I do believe that generally in a bull market growth will outperform blue chip dividend paying stocks. The value of (blue chip) dividend paying stocks for providing (steady) income shines during the (repeating) long term periods where the S&P500 (or DJI) languish before reaching a permanent new high. This occurred from 1929-1954, 1968-1980, and 2000-2012. During those periods the income from blue chip dividend producers provided steady income without selling off shares. The Dividend Aristocrats is a list of S&P500 stocks that have increased their dividend every year for at least the last 25 years (which covers the 2000-2012 downturn). The article you referenced didn’t evaluate dividend paying stocks from that perspective. Hence I found its conclusions of limited value to me since it didn’t address my goal of steady income in retirement regardless of the price movements of the stock market (the basis for my investing in blue chip dividend paying stocks). No “magical thinking” involved. Hence a portion of my portfolio is in dividend aristocrat stocks for steady income. All that said, I do believe people should invest their money how they feel most comfortable since they’ll be ones living with the consequences.
The Holy Grail of investing is Total Return.
This statement from the linked article is flatly wrong: “In the US, we pay the same tax rates on dividends that we pay on capital gains.”
eg, I don’t think there are any bond dividends that are qualified.
Bonds pay interest, not dividends, that is taxed at ordinary income tax rates. Stocks pay dividends and if ‘qualified’ are taxed the same as long-term capital gains rates.
Except municipal bonds
Dick is correct that Muni bonds are generally not taxable. But this is the tax code, so there are always exceptions and caveats. This Schwab article has some good info if you are thinking of inviting in municipals
Yeah, counting the interest in MAGI really bugs me when Roth income is not. I see nothing logical in that. MUNI bonds benefit society, ROTH costs money for society. 🙄
You keep getting this wrong. Tax-free Munis are never taxed by the Fed, Roth contribution have already been taxed. Congress loves Roth’s because they get their tax $$ right away, not waiting 30 to 40 years. Everything I read about the creation of Roth’s is that was a major selling point.
Not sure of your point Rick.
Contributions to a Roth are after- tax. Purchase of muni bonds is with after- tax money. Roth tax- free earnings are not counted in the MAGI calculation. Tax-free interest on munis is counted in the MAGI calculation. One source of tax- free income affects IRMAA, the other doesn’t.

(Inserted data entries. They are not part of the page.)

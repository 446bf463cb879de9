//! Durable job queues carrying log lines and DNS checks between producers and workers.
//!
//! Payloads cross a process boundary here, so everything a worker needs (including
//! pipeline context values) must be inside the job itself.

use async_trait::async_trait;
use std::time::Duration;

mod amqp;
mod memory;

pub use amqp::AmqpQueue;
pub use memory::MemoryQueue;

#[derive(Debug, thiserror::Error)]
pub enum QueueError {
    #[error("connection error: {0}")]
    Connection(String),
    #[error("publish error: {0}")]
    Publish(String),
    #[error("consume error: {0}")]
    Consume(String),
    #[error("payload error: {0}")]
    Payload(#[from] serde_json::Error),
    #[error("consumer already taken")]
    ConsumerTaken,
    #[error("queue closed")]
    Closed,
}

enum Acknowledger {
    Noop,
    Amqp(lapin::acker::Acker),
}

/// A job handed to a worker. Ack once handled; unacked AMQP jobs are redelivered.
pub struct Delivery<J> {
    pub job: J,
    acker: Acknowledger,
}

impl<J> Delivery<J> {
    pub fn new(job: J) -> Self {
        Self {
            job,
            acker: Acknowledger::Noop,
        }
    }

    fn amqp(job: J, acker: lapin::acker::Acker) -> Self {
        Self {
            job,
            acker: Acknowledger::Amqp(acker),
        }
    }

    pub async fn ack(self) -> Result<(), QueueError> {
        match self.acker {
            Acknowledger::Noop => Ok(()),
            Acknowledger::Amqp(acker) => acker
                .ack(lapin::options::BasicAckOptions::default())
                .await
                .map(|_| ())
                .map_err(|err| QueueError::Consume(format!("ack failed {:?}", err))),
        }
    }
}

#[async_trait]
pub trait JobQueue<J>: Send + Sync
where
    J: Send + 'static,
{
    async fn enqueue(&self, job: J) -> Result<(), QueueError>;

    /// Make `job` visible to consumers only after `delay` has elapsed.
    async fn enqueue_delayed(&self, job: J, delay: Duration) -> Result<(), QueueError>;

    /// Attach a consumer. Jobs are delivered in FIFO order.
    async fn consumer(&self) -> Result<Box<dyn QueueConsumer<J>>, QueueError>;
}

#[async_trait]
pub trait QueueConsumer<J>: Send
where
    J: Send,
{
    /// `None` once the queue is gone.
    async fn next(&mut self) -> Option<Result<Delivery<J>, QueueError>>;
}
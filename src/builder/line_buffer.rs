/// Reassembles lines from arbitrarily split output chunks.
///
/// Only complete `\n`-terminated lines are emitted while streaming; whatever is left
/// comes out of [`LineBuffer::finish`] at end of stream.
#[derive(Debug, Default)]
pub struct LineBuffer {
    pending: Vec<u8>,
}

impl LineBuffer {
    pub fn new() -> Self {
        Self::default()
    }

    pub fn push(&mut self, chunk: &[u8]) -> Vec<String> {
        self.pending.extend_from_slice(chunk);

        let mut lines = Vec::new();
        while let Some(pos) = self.pending.iter().position(|b| *b == b'\n') {
            let line: Vec<u8> = self.pending.drain(..=pos).collect();
            lines.push(String::from_utf8_lossy(&line).into_owned());
        }
        lines
    }

    pub fn finish(self) -> Option<String> {
        (!self.pending.is_empty()).then(|| String::from_utf8_lossy(&self.pending).into_owned())
    }
}

#[cfg(test)]
mod tests {
    use super::*;

    #[test]
    fn test_partial_chunks_are_joined() {
        let mut buffer = LineBuffer::new();
        let mut out = Vec::new();
        for chunk in ["ab", "c\n", "d"] {
            out.extend(buffer.push(chunk.as_bytes()));
        }
        out.extend(buffer.finish());
        assert_eq!(out, vec!["abc\n".to_string(), "d".to_string()]);
    }

    #[test]
    fn test_one_chunk_many_lines() {
        let mut buffer = LineBuffer::new();
        assert_eq!(buffer.push(b"a\nb\n\nc"), vec!["a\n", "b\n", "\n"]);
        assert_eq!(buffer.finish().as_deref(), Some("c"));
    }

    #[test]
    fn test_multibyte_char_split_across_chunks() {
        let bytes = "héllo\n".as_bytes();
        let mut buffer = LineBuffer::new();
        assert!(buffer.push(&bytes[..2]).is_empty());
        assert_eq!(buffer.push(&bytes[2..]), vec!["héllo\n"]);
        assert_eq!(buffer.finish(), None);
    }
}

Unless I am sadly misinformed, I don’t see the logic applied to this.
Both investments with after-tax dollars, Both with tax exempt income. One counts in MAGI, the other doesn’t.
what do I get wrong?
I think Buffett gave an excellent explanation in his 2012 annual letter as to why Berkshire Hathaway does not pay a dividend. He pointed out the fact that not all shareholders desire an annual taxable distribution. For those who do, they can effectively create the same thing by simply selling an annual fixed percentage of their shares, and the tax treatment will be the same. (Of course, those shares must have been owned for over a year, etc.). I highly recommend going to http://www.berkshirehathaway.com and clicking on “Shareholder Letters” not only for a discussion of this subject, but to glean his and Munger’s views on a number of topics.
Yes, Berkshire stock itself does not pay a dividend; however, depending on the source, 60–70% of the companies in which it holds stakes do.
Thats true William, and Buffett loves them, because he can invest that cash along with the earnings of Berkshire not paid out as a dividend. I’ve read some comments suggesting dividend paying stocks are better for investors who are in the distribution phase, and his comments disprove that.
I read the article and I didn’t care for the slant that dividends are inherently bad. Anytime it is an all or nothing proposal, I get a bit turned off. The author does make some good points that we should be aware of if we choose to invest in dividend paying stocks. I am not big dividend investor. My portfolio is tailored towards growth but I do own some individual stocks that pay a dividend. Yes, I have been the victim of poor timing which led to less than optimal tax implications. For some investors, especially those in retirement getting the dividend check monthly sorts of automates some of their retirement income rather than having to sell equities which requires more intentionality. I could see the value of having some dividends being swept into a retiree spending bucket each month, alleviating the need to sell the underlying investment. To me it is about options, some of which are better than others.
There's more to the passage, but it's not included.